Les districts Tohono O’odham ont déjà été sollicités pour approuver les nouvelles tours de surveillance US sur leurs territoires souverains.
La compagnie Israëlienne Elbit Systems se profile déjà pour le boulot. Elbit organise aussi quelques fuites sur des choses supposées secrètes, comme font tous les profiteurs. Elbit, l’entreprise d’armement Israëlienne, se vante d’avoir procuré un grand drone, utilisé sur la frontière sud entre les Etats-Unis et le Mexique.
En Novembre, afin de faire sa propre promotion, Elbit a déclaré : « L’un des principaux fournisseurs de UAS (drones – NdT), la branche Américaine d’Elbit Systems, a été l’une des premières compagnies aux Etats-Unis a faire voler un grand drone au dessus de la frontière sud dans le cadre d’un projet de la Police des Frontières, prouvant l’efficacité des drones comme complément aux missions sécuritaires aux frontières. »

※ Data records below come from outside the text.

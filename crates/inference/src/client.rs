use crate::config::ModelConfig;
use crate::error::{InferenceError, Result};
use crate::json::parse_json_object;
use crate::transport::{ChatRequest, ChatTransport, HttpTransport};
use serde_json::Value;
use std::sync::Arc;

/// Appended to the user content on every JSON retry
pub const JSON_REMINDER: &str = "Return valid JSON only. Do not include any prose or code fences.";

/// Retrying front end over a [`ChatTransport`]
#[derive(Clone)]
pub struct InferenceClient {
    config: ModelConfig,
    transport: Arc<dyn ChatTransport>,
}

impl std::fmt::Debug for InferenceClient {
    fn fmt(&self, f: &mut std::fmt::Formatter<'_>) -> std::fmt::Result {
        f.debug_struct("InferenceClient")
            .field("model", &self.config.model_name)
            .field("url", &self.config.chat_completions_url())
            .finish_non_exhaustive()
    }
}

impl InferenceClient {
    /// Client talking HTTP to the configured endpoint
    pub fn new(config: ModelConfig) -> Result<Self> {
        let transport = HttpTransport::new(&config)?;
        Ok(Self::with_transport(config, Arc::new(transport)))
    }

    pub fn with_transport(config: ModelConfig, transport: Arc<dyn ChatTransport>) -> Self {
        Self { config, transport }
    }

    #[must_use]
    pub fn config(&self) -> &ModelConfig {
        &self.config
    }

    #[must_use]
    pub fn model_name(&self) -> &str {
        &self.config.model_name
    }

    #[must_use]
    pub fn max_output_tokens(&self) -> Option<u32> {
        self.config.max_output_tokens
    }

    /// Ask for a JSON object, re-prompting on unparsable replies
    pub async fn infer_json(&self, system_prompt: &str, user_content: &str) -> Result<Value> {
        let mut last_err = None;
        for attempt in 1..=self.config.max_attempts {
            if attempt > 1 {
                tokio::time::sleep(self.config.backoff(attempt - 1)).await;
            }
            let content = if attempt == 1 {
                user_content.to_string()
            } else {
                format!("{user_content}\n\n{JSON_REMINDER}")
            };

            let reply = match self.send(system_prompt, content, true).await {
                Ok(reply) => reply,
                Err(e) if e.is_retryable() => {
                    log::warn!("Inference attempt {attempt}/{} failed: {e}", self.config.max_attempts);
                    last_err = Some(e);
                    continue;
                }
                Err(e) => return Err(e),
            };

            if let Some(value) = parse_json_object(&reply) {
                return Ok(value);
            }
            let preview: String = reply.chars().take(120).collect();
            log::warn!(
                "Attempt {attempt}/{} returned non-JSON content: {preview:?}",
                self.config.max_attempts
            );
            last_err = Some(InferenceError::malformed(format!(
                "Reply is not a JSON object: {preview}"
            )));
        }
        Err(last_err.unwrap_or_else(|| InferenceError::transient("No inference attempts made")))
    }

    /// Ask for free-form text
    pub async fn infer_text(&self, system_prompt: &str, user_content: &str) -> Result<String> {
        let mut last_err = None;
        for attempt in 1..=self.config.max_attempts {
            if attempt > 1 {
                tokio::time::sleep(self.config.backoff(attempt - 1)).await;
            }
            match self.send(system_prompt, user_content.to_string(), false).await {
                Ok(reply) if !reply.trim().is_empty() => return Ok(reply),
                Ok(_) => {
                    log::warn!("Attempt {attempt}/{} returned an empty reply", self.config.max_attempts);
                    last_err = Some(InferenceError::malformed("Empty reply"));
                }
                Err(e) if e.is_retryable() => {
                    log::warn!("Inference attempt {attempt}/{} failed: {e}", self.config.max_attempts);
                    last_err = Some(e);
                }
                Err(e) => return Err(e),
            }
        }
        Err(last_err.unwrap_or_else(|| InferenceError::transient("No inference attempts made")))
    }

    async fn send(&self, system_prompt: &str, user_content: String, json_mode: bool) -> Result<String> {
        let request = ChatRequest {
            system_prompt: system_prompt.to_string(),
            user_content,
            model: self.config.model_name.clone(),
            max_tokens: self.config.max_output_tokens,
            temperature: self.config.temperature,
            json_mode,
        };
        self.transport.complete(&request).await
    }
}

Lors du gâchis précédent concernant des tours de surveillance, Boeing a sous-traité à Elbit. Tout comme Elbit l’a fait pour le Mur en Palestine, Elbit dit pouvoir livrer le matériel suivant aux frontières des Etats-Unis : capteurs, radars, optique électronique combinés avec des capteurs au sol, des systèmes aériens et des véhicules au sol, tous télécommandés, pour détecter, tracer et identifier.

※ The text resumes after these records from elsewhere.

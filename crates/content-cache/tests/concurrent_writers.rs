use audit_content_cache::{CacheKey, ContentCache};
use pretty_assertions::assert_eq;
use serde_json::json;
use std::sync::atomic::{AtomicUsize, Ordering};
use std::sync::Arc;
use tempfile::tempdir;

#[tokio::test]
async fn writer_lock_gives_one_inference_per_fingerprint() {
    let dir = tempdir().unwrap();
    let cache = Arc::new(ContentCache::open(dir.path()).await.unwrap());
    let key = CacheKey::new("def shared(): pass", "a.py:shared", "security", "m", None);
    let inferences = Arc::new(AtomicUsize::new(0));

    let mut tasks = tokio::task::JoinSet::new();
    for _ in 0..8 {
        let cache = Arc::clone(&cache);
        let key = key.clone();
        let inferences = Arc::clone(&inferences);
        tasks.spawn(async move {
            let _guard = cache.writer_lock(&key.fingerprint).await;
            if cache.lookup(&key.fingerprint).await.is_none() {
                inferences.fetch_add(1, Ordering::SeqCst);
                tokio::task::yield_now().await;
                cache.store(&key, json!({"issues": []})).await.unwrap();
            }
        });
    }
    while let Some(res) = tasks.join_next().await {
        res.unwrap();
    }

    assert_eq!(inferences.load(Ordering::SeqCst), 1);
}

#[tokio::test]
async fn entries_survive_reopen() {
    let dir = tempdir().unwrap();
    let key = CacheKey::new("fn main() {}", "main.rs:main", "readability", "m", Some(256));
    {
        let cache = ContentCache::open(dir.path()).await.unwrap();
        cache.store(&key, json!({"issues": [{"severity": "low"}]})).await.unwrap();
        cache.close().await.unwrap();
    }

    let reopened = ContentCache::open(dir.path()).await.unwrap();
    let entry = reopened.lookup(&key.fingerprint).await.unwrap();
    assert_eq!(entry.result["issues"][0]["severity"], "low");
    assert_eq!(reopened.invalidate_all_for("main.rs:main").await.unwrap(), 1);
}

Entretemps, les Etats-Unis et le Canada ont entamé des négociations secrètes pour accroître la sécurité sur la frontière nord. En public, les Etats-Unis et le Canada tentent de présenter comme une bonne chose le fait qu’ils veuillent partager les biographies des personnes traversant les frontières et envahir la vie privée des citoyens de toutes les manières possibles. Ne vous faites pas avoir pas la campagne de communication vantant le miracle des détecteurs à pied ou des drones sans pilote. Le drone qui s’est écrasé près de Nogales, en Arizona, et tous les civils tués par des drones américains dans d’autres pays, prouvent le danger des drones, qui volent maintenant au dessus des frontières nord et sud des Etats-Unis. Les drones américains, à l’intérieur des Etats-Unis et dans le reste du monde, sont contrôlés par des militaires US basés au Nevada. Une erreur humaine, une erreur informatique ou une panne technique sont toujours possibles.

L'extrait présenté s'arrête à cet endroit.